Ein Leipziger Chefarzt und ein früherer Topmanager haben sich in Jena zusammengetan, um den ersten OP-Roboter „Made in Germany“ zu entwickeln. Seit diesem Frühjahr erobert ihr Hightech-Gerät den Markt. Er soll roboter-assistierte Medizin für alle zugänglich machen. Die Nachfrage ist bereits groß.

Auf dem Areal der früheren Carl-Zeiss-Fabrik in Jena-Göschwitz hat sich eines der modernsten Gewerbegebiete Deutschlands entwickelt, in dem heute innovative Unternehmen wie Jenoptik und Carl-Zeiss-Meditec Zuhause sind. In einem avantgardistischen Neubau mit Alufassade steht seit kurzem ein Operationsroboter, der zur neuesten Medizintechnik-Generation „Made in Germany“ gehört.

Über einer nachgebildeten Bauchhöhle auf dem OP-Tisch schweben vier weiße Metallarme mit chirurgischen Instrumenten und einer bildvergrößernden Kamera.

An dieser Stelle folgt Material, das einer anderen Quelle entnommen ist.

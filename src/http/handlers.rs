//! Decision service endpoints.

use axum::extract::{Path, State};
use axum::http::StatusCode;
use axum::Json;
use std::sync::Arc;
use tracing::{debug, info, instrument};

use super::models::{CheckRequest, CheckResponse, HealthResponse, StatsResponse, TierStats};
use crate::ratelimit::{ResetUnits, Tier, TieredLimiters};

/// Shared state for the decision service routes.
#[derive(Clone)]
pub struct AppState {
    pub limiters: Arc<TieredLimiters>,
    pub reset_units: ResetUnits,
}

pub async fn health() -> Json<HealthResponse> {
    Json(HealthResponse {
        status: "ok".to_string(),
    })
}

/// Check a client against a tier on behalf of a remote caller.
///
/// Denials are reported in the body with a 200; the caller decides how to
/// reject its own request.
#[instrument(skip(state, request), fields(tier = %request.tier, key = %request.key))]
pub async fn check(
    State(state): State<AppState>,
    request: Json<CheckRequest>,
) -> Json<CheckResponse> {
    let Json(req) = request;
    let limiter = state.limiters.get(req.tier);
    let decision = limiter.check(&req.key);

    debug!(allowed = decision.allowed, remaining = decision.remaining, "Decision made");

    Json(CheckResponse {
        allowed: decision.allowed,
        limit: limiter.policy().capacity(),
        tokens_remaining: decision.remaining,
        reset_time: decision.reset_time(state.reset_units),
    })
}

/// Drop a client's bucket so its next request starts with a full quota.
pub async fn reset_bucket(
    State(state): State<AppState>,
    Path((tier, key)): Path<(Tier, String)>,
) -> StatusCode {
    info!(tier = %tier, key = %key, "Resetting rate limit bucket");
    state.limiters.get(tier).reset(&key);
    StatusCode::NO_CONTENT
}

pub async fn stats(State(state): State<AppState>) -> Json<StatsResponse> {
    let tiers = state
        .limiters
        .iter()
        .map(|(tier, limiter)| {
            let policy = limiter.policy();
            TierStats {
                tier,
                capacity: policy.capacity(),
                refill_rate: policy.refill_rate(),
                buckets: limiter.bucket_count(),
            }
        })
        .collect();

    Json(StatsResponse { tiers })
}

Daneben steht eine Steuereinheit mit einem brillenartigen Einblick, an dem der Mediziner sein Operationsterrain dreidimensional, hochaufgelöst und farbgetreu sieht. Mit kleinen Hebeln an den Fingern kann er die feinen Glieder der Maschine millimetergenau bewegen: willkommen im Trainingszentrum der Firma avateramedical!

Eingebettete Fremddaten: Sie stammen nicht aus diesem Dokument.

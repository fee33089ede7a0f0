//! Axum middleware enforcing one rate limit tier on a group of routes.
//!
//! ```ignore
//! let guard = RateLimitGuard::for_tier(&limiters, Tier::Auth);
//! let app = Router::new()
//!     .route("/auth/login", post(login))
//!     .route_layer(axum::middleware::from_fn_with_state(guard, enforce));
//! ```

use axum::extract::{ConnectInfo, Request, State};
use axum::http::header::HeaderName;
use axum::http::{HeaderMap, HeaderValue, StatusCode};
use axum::middleware::Next;
use axum::response::{IntoResponse, Response};
use axum::Json;
use std::net::SocketAddr;
use std::sync::Arc;
use tracing::warn;

use super::models::RateLimitedBody;
use crate::ratelimit::{Decision, RateLimiter, ResetUnits, Tier, TieredLimiters};

/// Key shared by every client whose address cannot be resolved.
pub const UNKNOWN_CLIENT: &str = "unknown";

pub static RATELIMIT_LIMIT: HeaderName = HeaderName::from_static("ratelimit-limit");
pub static RATELIMIT_REMAINING: HeaderName = HeaderName::from_static("ratelimit-remaining");
pub static RATELIMIT_RESET: HeaderName = HeaderName::from_static("ratelimit-reset");

/// Middleware state: the limiter for one tier plus how to report on it.
#[derive(Clone)]
pub struct RateLimitGuard {
    tier: Tier,
    limiter: Arc<RateLimiter>,
    message: Arc<str>,
    reset_units: ResetUnits,
    trust_forwarded_for: bool,
}

impl RateLimitGuard {
    /// Guard a tier with an explicit limiter and denial message.
    pub fn new(tier: Tier, limiter: Arc<RateLimiter>, message: impl Into<Arc<str>>) -> Self {
        Self {
            tier,
            limiter,
            message: message.into(),
            reset_units: ResetUnits::default(),
            trust_forwarded_for: false,
        }
    }

    /// Guard a tier using the shared tier limiters.
    pub fn for_tier(limiters: &TieredLimiters, tier: Tier) -> Self {
        Self::new(tier, limiters.get(tier).clone(), limiters.message(tier))
    }

    /// Report `resetTime` in these units.
    pub fn reset_units(mut self, units: ResetUnits) -> Self {
        self.reset_units = units;
        self
    }

    /// Key clients by `X-Forwarded-For` when present.
    pub fn trust_forwarded_for(mut self, trust: bool) -> Self {
        self.trust_forwarded_for = trust;
        self
    }
}

/// Resolve the rate limit key for a request: the forwarded client address
/// when trusted, else the socket peer, else [`UNKNOWN_CLIENT`].
pub fn client_key<B>(req: &axum::http::Request<B>, trust_forwarded_for: bool) -> String {
    if trust_forwarded_for {
        let forwarded = req
            .headers()
            .get("x-forwarded-for")
            .and_then(|value| value.to_str().ok())
            .and_then(|value| value.split(',').next())
            .map(str::trim)
            .filter(|ip| !ip.is_empty());

        if let Some(ip) = forwarded {
            return ip.to_string();
        }
    }

    req.extensions()
        .get::<ConnectInfo<SocketAddr>>()
        .map(|ConnectInfo(addr)| addr.ip().to_string())
        .unwrap_or_else(|| UNKNOWN_CLIENT.to_string())
}

/// Check the request against the guard's tier before running the handler.
///
/// Denied requests get a 429 with `{"error", "retryAfter"}`; admitted ones
/// get `RateLimit-*` headers on the handler's response.
pub async fn enforce(State(guard): State<RateLimitGuard>, req: Request, next: Next) -> Response {
    let key = client_key(&req, guard.trust_forwarded_for);
    let decision = guard.limiter.check(&key);
    let reset_time = decision.reset_time(guard.reset_units);

    if !decision.allowed {
        warn!(
            tier = %guard.tier,
            key = %key,
            retry_after = reset_time,
            "Rejecting rate limited request"
        );
        let body = RateLimitedBody {
            error: guard.message.to_string(),
            retry_after: reset_time,
        };
        return (StatusCode::TOO_MANY_REQUESTS, Json(body)).into_response();
    }

    let mut response = next.run(req).await;
    insert_headers(
        response.headers_mut(),
        guard.limiter.policy().capacity(),
        &decision,
        reset_time,
    );
    response
}

fn insert_headers(headers: &mut HeaderMap, capacity: f64, decision: &Decision, reset_time: u64) {
    let now_secs = chrono::Utc::now().timestamp().max(0) as u64;

    if let Ok(limit) = HeaderValue::from_str(&capacity.to_string()) {
        headers.insert(RATELIMIT_LIMIT.clone(), limit);
    }
    headers.insert(RATELIMIT_REMAINING.clone(), HeaderValue::from(decision.remaining));
    headers.insert(
        RATELIMIT_RESET.clone(),
        HeaderValue::from(now_secs.saturating_add(reset_time)),
    );
}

Das junge Thüringer Team hat in den vergangenen zehn Jahren einen hochmodernen OP-Roboter entwickelt, wie es ihn bisher vor allem vom amerikanischen Marktführer für roboter-assistierte Chirurgie Intuitive Surgical gibt. Der Markteintritt des „German Robot“ in diesem Frühjahr bedeutet damit auch eine Kampfansage des kleinen ostdeutschen David an den internationalen Goliath.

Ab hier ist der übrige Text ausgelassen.